=== EXERCISE AIM ===
State the number of lines in the following material that contain the string "PageRef", and nothing else.

=== DATASET ENTRIES ===
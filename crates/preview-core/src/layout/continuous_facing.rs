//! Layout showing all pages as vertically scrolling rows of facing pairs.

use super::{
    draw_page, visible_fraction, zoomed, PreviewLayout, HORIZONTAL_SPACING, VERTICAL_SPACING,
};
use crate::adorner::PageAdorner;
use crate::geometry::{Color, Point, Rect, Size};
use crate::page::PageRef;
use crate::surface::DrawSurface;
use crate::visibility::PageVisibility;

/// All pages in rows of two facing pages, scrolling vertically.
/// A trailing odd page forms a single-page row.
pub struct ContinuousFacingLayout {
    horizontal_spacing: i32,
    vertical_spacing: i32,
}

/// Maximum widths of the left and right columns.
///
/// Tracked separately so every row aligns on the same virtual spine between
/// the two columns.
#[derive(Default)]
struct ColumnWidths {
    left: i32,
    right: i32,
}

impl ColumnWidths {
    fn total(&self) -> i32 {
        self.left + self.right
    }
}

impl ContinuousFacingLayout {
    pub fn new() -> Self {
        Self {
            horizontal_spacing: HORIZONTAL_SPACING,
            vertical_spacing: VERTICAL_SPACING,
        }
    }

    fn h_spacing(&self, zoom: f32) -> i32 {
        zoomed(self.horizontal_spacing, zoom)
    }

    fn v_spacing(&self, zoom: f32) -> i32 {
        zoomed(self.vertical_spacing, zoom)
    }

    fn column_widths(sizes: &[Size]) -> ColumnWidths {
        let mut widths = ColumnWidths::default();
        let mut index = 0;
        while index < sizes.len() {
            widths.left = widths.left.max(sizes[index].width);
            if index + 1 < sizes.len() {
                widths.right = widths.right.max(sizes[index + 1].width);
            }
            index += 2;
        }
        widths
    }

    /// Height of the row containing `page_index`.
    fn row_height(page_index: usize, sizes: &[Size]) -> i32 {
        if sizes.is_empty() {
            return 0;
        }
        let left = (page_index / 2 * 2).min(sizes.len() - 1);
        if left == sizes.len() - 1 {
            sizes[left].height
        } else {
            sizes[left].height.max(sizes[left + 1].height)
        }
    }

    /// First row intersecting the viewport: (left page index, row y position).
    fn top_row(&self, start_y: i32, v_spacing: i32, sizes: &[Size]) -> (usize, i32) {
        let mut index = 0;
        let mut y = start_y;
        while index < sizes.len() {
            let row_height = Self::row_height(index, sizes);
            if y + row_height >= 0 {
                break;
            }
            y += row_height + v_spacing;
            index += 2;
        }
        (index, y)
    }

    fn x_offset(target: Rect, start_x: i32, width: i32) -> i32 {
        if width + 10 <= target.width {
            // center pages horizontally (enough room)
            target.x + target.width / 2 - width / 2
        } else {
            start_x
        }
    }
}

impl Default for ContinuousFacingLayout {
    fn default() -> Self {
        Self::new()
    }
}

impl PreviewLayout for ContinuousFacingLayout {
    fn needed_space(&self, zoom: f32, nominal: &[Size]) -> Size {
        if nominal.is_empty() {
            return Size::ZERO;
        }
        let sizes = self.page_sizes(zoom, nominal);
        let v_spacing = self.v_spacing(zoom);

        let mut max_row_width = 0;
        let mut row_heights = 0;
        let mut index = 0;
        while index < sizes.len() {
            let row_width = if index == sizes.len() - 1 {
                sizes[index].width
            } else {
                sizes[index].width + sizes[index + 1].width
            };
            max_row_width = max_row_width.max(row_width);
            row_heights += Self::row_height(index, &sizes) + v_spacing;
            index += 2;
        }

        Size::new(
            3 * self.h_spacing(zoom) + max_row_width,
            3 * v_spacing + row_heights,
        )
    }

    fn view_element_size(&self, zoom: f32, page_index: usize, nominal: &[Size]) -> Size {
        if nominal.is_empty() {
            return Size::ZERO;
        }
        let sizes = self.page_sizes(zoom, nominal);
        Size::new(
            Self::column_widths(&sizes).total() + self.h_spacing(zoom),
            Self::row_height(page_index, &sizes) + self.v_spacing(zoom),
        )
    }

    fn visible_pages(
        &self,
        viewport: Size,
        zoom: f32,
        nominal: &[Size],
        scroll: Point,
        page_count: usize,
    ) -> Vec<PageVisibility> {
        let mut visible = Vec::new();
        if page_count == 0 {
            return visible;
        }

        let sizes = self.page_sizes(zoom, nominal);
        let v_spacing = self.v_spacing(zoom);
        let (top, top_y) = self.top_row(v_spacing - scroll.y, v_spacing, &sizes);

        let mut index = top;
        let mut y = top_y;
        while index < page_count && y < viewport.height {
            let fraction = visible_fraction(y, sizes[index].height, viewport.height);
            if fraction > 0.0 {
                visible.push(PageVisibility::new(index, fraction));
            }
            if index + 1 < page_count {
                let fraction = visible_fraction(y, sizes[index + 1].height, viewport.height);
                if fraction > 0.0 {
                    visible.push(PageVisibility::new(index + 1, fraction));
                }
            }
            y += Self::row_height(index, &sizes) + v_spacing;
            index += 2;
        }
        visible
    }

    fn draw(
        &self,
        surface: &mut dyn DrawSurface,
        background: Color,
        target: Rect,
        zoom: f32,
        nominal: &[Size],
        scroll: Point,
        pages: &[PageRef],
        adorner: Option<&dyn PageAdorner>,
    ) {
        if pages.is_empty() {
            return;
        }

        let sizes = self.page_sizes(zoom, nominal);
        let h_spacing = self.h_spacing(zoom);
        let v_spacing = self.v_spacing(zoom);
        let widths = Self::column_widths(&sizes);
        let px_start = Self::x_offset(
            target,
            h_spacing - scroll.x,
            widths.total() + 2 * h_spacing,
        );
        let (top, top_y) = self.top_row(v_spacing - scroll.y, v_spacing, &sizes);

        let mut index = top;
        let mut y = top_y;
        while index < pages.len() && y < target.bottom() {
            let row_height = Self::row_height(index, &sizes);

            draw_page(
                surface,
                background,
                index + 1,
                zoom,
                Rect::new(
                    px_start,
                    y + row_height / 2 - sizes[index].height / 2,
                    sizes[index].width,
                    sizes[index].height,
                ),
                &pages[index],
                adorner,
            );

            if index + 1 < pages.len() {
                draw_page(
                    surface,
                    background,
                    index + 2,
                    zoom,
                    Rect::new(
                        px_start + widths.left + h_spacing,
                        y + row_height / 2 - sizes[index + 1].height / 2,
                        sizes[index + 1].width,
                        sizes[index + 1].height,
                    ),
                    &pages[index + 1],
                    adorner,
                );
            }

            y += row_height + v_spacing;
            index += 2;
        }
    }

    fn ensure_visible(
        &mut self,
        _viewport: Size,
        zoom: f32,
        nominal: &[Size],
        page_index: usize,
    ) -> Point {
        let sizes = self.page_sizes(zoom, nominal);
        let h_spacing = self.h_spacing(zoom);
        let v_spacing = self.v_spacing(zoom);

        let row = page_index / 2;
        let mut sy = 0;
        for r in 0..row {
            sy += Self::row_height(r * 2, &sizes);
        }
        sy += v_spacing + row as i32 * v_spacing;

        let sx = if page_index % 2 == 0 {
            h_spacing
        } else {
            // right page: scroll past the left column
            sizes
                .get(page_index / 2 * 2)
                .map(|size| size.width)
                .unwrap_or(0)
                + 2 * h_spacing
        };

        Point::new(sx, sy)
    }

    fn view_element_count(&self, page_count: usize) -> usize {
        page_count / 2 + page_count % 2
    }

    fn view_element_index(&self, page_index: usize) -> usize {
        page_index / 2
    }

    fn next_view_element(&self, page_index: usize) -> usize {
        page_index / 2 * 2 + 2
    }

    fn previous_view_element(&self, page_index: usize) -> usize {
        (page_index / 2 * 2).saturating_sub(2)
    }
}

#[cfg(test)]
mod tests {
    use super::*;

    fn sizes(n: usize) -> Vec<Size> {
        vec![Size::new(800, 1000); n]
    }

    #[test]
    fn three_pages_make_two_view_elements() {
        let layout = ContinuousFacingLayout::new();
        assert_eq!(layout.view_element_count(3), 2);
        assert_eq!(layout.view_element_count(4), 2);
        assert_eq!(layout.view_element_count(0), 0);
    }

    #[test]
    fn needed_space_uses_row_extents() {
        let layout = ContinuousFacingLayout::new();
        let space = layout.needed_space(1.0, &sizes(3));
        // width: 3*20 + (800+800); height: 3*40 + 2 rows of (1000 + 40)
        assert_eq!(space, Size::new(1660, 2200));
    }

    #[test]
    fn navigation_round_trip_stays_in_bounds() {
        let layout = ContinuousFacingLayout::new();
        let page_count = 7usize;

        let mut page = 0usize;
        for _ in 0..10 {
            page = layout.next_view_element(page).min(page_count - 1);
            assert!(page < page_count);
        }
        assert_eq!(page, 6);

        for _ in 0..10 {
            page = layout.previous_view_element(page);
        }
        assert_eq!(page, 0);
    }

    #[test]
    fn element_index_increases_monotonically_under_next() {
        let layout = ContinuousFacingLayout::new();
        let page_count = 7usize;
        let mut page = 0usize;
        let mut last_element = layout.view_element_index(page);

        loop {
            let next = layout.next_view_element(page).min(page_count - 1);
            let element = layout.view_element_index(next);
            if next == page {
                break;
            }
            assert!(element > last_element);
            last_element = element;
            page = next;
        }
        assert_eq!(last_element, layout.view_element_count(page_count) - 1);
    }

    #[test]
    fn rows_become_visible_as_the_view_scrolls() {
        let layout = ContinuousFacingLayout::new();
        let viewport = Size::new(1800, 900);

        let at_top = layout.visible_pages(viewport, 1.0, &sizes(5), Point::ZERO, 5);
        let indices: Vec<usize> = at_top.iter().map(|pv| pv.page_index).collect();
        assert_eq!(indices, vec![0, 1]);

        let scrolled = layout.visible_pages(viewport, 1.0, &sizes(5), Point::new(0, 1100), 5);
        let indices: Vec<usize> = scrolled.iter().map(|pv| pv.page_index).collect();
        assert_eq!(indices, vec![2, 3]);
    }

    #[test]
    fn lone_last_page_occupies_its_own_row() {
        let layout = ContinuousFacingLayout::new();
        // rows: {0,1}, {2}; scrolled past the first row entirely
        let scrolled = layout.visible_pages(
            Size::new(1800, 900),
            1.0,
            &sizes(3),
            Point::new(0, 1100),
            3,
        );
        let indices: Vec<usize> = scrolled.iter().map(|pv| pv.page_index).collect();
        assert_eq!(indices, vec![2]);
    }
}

=== ANSWER TO THIS EXERCISE ===
2